TASK TO COMPLETE:
Here the job is to return only the lines of the material, exactly, from the first one to the line with "let number = value.split('.').next().unwrap_or(value);".

___

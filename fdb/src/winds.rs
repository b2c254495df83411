use std::cell::Cell;

use request::Request;
use types::WindNotify;

/// Which wind-related parameters a request asked for.
///
/// When the parameter expansion substitutes vorticity and divergence for
/// a requested wind component, the notifier records it so the caller can
/// synthesise U/V from VO/D after the retrieval.
#[derive(Debug, Default)]
pub struct Winds {
	/// The request names the U wind component.
	pub want_u: bool,
	/// The request names the V wind component.
	pub want_v: bool,
	/// The request names vorticity.
	pub want_vo: bool,
	/// The request names divergence.
	pub want_d: bool,
	notified: Cell<usize>,
}

fn param_number(value: &str) -> u64 {
	let number = value.split('.').next().unwrap_or(value);
	number.parse().unwrap_or(0)
}

impl Winds {
	/// Inspects the `param` values of a request.
	pub fn from_request(request: &Request) -> Winds {
		let mut winds = Winds::default();
		for param in request.values("param") {
			match param_number(param) {
				131 => winds.want_u = true,
				132 => winds.want_v = true,
				138 => winds.want_vo = true,
				155 => winds.want_d = true,
				_ => {}
			}
		}
		winds
	}

	/// How many expansions substituted VO/D for a wind component.
	pub fn conversions(&self) -> usize {
		self.notified.get()
	}

	/// True when the caller has to reconstruct wind components.
	pub fn wanted(&self) -> bool {
		self.notified.get() > 0
	}
}

impl WindNotify for Winds {
	fn notify_winds(&self) {
		self.notified.set(self.notified.get() + 1);
	}
}

#[cfg(test)]
mod tests {
	use request::Request;
	use types::WindNotify;
	use super::Winds;

	#[test]
	fn test_from_request() {
		let request = Request::parse("param=131.128/138.128,step=0").unwrap();
		let winds = Winds::from_request(&request);
		assert!(winds.want_u);
		assert!(!winds.want_v);
		assert!(winds.want_vo);
		assert!(!winds.want_d);
		assert!(!winds.wanted());
	}

	#[test]
	fn test_notification_counts() {
		let winds = Winds::default();
		winds.notify_winds();
		assert!(winds.wanted());
		assert_eq!(winds.conversions(), 1);
	}
}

___

RESPONSE TO THE EXERCISE:
filename fdb/src/winds.rs
repository b2c254495df83411
use std::cell::Cell;

use request::Request;
use types::WindNotify;

/// Which wind-related parameters a request asked for.
///
/// When the parameter expansion substitutes vorticity and divergence for
/// a requested wind component, the notifier records it so the caller can
/// synthesise U/V from VO/D after the retrieval.
#[derive(Debug, Default)]
pub struct Winds {
	/// The request names the U wind component.
	pub want_u: bool,
	/// The request names the V wind component.
	pub want_v: bool,
	/// The request names vorticity.
	pub want_vo: bool,
	/// The request names divergence.
	pub want_d: bool,
	notified: Cell<usize>,
}

fn param_number(value: &str) -> u64 {
	let number = value.split('.').next().unwrap_or(value);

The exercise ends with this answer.